- _SUPPLIED DATA_
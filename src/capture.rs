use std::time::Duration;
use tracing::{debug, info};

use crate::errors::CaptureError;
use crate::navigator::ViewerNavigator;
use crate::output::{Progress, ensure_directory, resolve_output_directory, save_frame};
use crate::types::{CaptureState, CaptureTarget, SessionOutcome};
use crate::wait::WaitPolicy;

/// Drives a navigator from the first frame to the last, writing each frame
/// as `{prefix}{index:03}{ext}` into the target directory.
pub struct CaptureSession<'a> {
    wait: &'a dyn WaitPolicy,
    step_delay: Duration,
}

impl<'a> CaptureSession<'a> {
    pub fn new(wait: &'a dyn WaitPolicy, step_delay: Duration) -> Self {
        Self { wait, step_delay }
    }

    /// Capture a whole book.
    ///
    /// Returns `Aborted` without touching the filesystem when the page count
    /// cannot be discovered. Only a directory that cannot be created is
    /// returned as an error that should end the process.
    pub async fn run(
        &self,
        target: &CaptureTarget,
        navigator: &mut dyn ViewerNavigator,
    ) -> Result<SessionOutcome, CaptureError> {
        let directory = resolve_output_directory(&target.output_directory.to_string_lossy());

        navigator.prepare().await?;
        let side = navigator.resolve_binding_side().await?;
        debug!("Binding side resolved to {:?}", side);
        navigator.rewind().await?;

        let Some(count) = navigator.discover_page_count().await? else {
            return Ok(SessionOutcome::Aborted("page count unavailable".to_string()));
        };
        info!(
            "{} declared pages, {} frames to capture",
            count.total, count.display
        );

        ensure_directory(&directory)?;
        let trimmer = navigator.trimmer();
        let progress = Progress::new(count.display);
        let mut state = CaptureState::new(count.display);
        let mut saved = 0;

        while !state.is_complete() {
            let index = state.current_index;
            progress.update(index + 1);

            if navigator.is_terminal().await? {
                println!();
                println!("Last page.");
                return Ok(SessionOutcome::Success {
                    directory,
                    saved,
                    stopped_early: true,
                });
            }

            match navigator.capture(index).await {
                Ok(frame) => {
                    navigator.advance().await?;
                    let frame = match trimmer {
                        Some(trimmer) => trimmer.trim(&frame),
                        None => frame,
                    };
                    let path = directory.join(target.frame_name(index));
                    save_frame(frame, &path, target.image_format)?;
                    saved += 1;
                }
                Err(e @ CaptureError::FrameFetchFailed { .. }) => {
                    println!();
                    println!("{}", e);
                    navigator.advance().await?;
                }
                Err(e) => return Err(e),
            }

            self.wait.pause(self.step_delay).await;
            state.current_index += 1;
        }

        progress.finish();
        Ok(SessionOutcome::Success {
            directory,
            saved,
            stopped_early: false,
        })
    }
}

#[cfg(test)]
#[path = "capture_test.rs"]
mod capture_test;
--
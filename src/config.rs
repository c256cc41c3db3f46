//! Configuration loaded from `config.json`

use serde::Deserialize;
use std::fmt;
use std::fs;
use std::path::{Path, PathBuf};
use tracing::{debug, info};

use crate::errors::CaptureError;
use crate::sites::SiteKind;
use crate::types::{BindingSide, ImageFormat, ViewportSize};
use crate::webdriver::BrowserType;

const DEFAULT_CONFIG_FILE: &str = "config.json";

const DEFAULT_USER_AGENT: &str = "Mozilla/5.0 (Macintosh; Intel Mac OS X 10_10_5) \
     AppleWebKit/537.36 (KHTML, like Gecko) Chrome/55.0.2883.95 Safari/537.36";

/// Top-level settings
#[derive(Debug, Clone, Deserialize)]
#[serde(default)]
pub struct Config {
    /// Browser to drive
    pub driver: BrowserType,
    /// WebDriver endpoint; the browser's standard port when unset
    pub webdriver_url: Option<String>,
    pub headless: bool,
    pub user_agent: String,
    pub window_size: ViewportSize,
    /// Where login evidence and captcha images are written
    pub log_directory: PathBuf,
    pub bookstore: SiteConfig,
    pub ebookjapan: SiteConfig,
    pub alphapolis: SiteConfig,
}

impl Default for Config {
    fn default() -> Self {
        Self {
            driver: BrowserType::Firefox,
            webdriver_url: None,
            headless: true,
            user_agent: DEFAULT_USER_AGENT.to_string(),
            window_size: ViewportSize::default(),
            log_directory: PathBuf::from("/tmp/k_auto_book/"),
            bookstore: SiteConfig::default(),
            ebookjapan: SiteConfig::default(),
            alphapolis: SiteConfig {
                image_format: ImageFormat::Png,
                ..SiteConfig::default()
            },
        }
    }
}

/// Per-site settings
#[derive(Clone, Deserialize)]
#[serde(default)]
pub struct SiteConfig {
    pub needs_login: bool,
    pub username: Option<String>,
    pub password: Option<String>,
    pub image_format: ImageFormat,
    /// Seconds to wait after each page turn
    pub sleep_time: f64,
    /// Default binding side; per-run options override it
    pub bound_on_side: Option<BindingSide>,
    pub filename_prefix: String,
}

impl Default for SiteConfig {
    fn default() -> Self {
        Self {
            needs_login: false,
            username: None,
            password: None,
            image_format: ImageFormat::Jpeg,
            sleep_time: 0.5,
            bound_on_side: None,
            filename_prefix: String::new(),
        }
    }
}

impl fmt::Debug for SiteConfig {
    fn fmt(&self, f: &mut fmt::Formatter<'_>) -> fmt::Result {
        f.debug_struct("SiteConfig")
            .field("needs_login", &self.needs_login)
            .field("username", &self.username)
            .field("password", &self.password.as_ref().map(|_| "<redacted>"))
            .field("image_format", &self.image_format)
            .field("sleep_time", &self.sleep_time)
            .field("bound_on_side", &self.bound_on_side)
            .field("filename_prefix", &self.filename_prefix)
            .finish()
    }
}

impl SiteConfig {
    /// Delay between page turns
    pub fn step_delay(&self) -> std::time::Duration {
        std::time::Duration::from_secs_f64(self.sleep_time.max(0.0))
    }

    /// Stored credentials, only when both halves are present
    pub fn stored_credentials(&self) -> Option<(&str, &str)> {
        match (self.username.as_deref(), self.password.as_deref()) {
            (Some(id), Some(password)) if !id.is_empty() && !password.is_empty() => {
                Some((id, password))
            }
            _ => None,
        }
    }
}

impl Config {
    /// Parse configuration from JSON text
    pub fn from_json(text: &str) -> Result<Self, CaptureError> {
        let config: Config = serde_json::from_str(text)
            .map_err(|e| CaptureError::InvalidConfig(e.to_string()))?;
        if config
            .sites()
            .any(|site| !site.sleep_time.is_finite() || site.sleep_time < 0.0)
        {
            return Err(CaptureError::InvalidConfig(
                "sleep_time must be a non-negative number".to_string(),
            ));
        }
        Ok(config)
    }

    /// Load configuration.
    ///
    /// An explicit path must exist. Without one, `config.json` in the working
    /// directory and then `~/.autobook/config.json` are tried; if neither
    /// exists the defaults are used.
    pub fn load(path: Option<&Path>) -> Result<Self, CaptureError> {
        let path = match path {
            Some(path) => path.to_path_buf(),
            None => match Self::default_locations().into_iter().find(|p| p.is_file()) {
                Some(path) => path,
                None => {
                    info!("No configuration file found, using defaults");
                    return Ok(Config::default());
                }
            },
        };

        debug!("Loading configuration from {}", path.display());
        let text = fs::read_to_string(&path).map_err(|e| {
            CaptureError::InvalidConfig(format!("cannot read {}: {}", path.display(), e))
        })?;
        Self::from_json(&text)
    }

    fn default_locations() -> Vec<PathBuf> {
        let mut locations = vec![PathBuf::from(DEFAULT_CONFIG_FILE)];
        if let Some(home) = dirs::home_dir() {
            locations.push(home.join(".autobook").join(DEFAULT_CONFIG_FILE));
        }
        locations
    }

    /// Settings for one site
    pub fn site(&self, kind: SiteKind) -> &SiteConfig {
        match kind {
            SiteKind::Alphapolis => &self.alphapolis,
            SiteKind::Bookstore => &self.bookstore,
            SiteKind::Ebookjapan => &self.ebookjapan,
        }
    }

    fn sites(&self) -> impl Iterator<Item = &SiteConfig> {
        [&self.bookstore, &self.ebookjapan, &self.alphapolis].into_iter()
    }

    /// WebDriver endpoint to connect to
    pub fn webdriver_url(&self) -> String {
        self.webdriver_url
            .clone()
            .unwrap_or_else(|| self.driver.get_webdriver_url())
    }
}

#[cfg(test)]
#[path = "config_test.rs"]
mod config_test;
* * *
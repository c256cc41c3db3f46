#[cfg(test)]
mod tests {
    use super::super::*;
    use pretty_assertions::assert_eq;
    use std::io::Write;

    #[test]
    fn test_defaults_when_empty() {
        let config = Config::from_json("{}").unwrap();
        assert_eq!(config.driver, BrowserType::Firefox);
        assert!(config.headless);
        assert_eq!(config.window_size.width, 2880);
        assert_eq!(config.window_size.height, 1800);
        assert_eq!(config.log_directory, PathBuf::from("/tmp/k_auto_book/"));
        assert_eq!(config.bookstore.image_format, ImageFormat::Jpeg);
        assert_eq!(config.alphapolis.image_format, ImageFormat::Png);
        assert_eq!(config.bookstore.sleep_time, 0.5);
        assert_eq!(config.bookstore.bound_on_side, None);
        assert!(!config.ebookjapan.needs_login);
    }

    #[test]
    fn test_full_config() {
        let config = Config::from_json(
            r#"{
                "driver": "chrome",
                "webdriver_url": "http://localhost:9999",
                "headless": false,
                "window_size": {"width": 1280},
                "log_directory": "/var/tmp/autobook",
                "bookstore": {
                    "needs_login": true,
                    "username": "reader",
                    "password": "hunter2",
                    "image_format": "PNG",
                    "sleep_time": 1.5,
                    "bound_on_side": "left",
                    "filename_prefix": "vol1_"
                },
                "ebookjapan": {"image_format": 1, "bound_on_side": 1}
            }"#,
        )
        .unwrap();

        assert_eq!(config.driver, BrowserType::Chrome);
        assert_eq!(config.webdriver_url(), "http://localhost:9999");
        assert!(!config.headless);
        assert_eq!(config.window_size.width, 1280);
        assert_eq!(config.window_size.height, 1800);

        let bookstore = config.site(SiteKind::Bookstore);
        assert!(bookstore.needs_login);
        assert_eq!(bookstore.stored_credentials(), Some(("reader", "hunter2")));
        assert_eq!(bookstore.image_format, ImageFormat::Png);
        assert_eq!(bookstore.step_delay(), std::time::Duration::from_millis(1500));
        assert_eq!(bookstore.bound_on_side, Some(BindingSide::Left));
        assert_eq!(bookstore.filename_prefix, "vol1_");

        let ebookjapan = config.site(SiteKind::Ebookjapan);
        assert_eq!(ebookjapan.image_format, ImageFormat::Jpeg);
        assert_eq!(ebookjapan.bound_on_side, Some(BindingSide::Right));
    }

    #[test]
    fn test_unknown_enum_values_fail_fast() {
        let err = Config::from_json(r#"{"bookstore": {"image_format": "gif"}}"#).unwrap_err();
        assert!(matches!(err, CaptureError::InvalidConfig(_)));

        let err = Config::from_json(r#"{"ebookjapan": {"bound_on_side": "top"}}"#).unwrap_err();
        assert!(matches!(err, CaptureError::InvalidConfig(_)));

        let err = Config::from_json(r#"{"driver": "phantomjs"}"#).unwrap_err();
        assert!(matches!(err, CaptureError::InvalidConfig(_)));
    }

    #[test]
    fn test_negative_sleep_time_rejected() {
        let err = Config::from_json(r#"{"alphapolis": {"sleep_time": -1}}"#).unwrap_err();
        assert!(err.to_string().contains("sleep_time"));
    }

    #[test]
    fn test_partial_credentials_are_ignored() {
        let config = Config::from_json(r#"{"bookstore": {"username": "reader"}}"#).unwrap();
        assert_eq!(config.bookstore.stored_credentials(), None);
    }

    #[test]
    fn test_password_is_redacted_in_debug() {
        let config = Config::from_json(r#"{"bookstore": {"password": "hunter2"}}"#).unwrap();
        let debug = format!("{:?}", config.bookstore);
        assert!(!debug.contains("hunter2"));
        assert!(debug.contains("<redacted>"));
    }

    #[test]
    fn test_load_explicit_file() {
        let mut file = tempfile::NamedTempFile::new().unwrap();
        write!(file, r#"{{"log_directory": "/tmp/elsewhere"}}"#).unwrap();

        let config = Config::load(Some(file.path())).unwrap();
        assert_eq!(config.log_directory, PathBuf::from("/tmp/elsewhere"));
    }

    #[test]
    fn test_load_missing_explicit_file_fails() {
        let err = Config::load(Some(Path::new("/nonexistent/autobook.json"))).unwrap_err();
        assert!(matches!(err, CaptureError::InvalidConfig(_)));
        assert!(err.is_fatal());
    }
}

- _EXERCISE OBJECTIVE_
Some lines above hold the word "display". Copy all of them.

- _EXERCISE RESPONSE_
            count.total, count.display
        let progress = Progress::new(count.display);
        let mut state = CaptureState::new(count.display);
        debug!("Loading configuration from {}", path.display());
            CaptureError::InvalidConfig(format!("cannot read {}: {}", path.display(), e))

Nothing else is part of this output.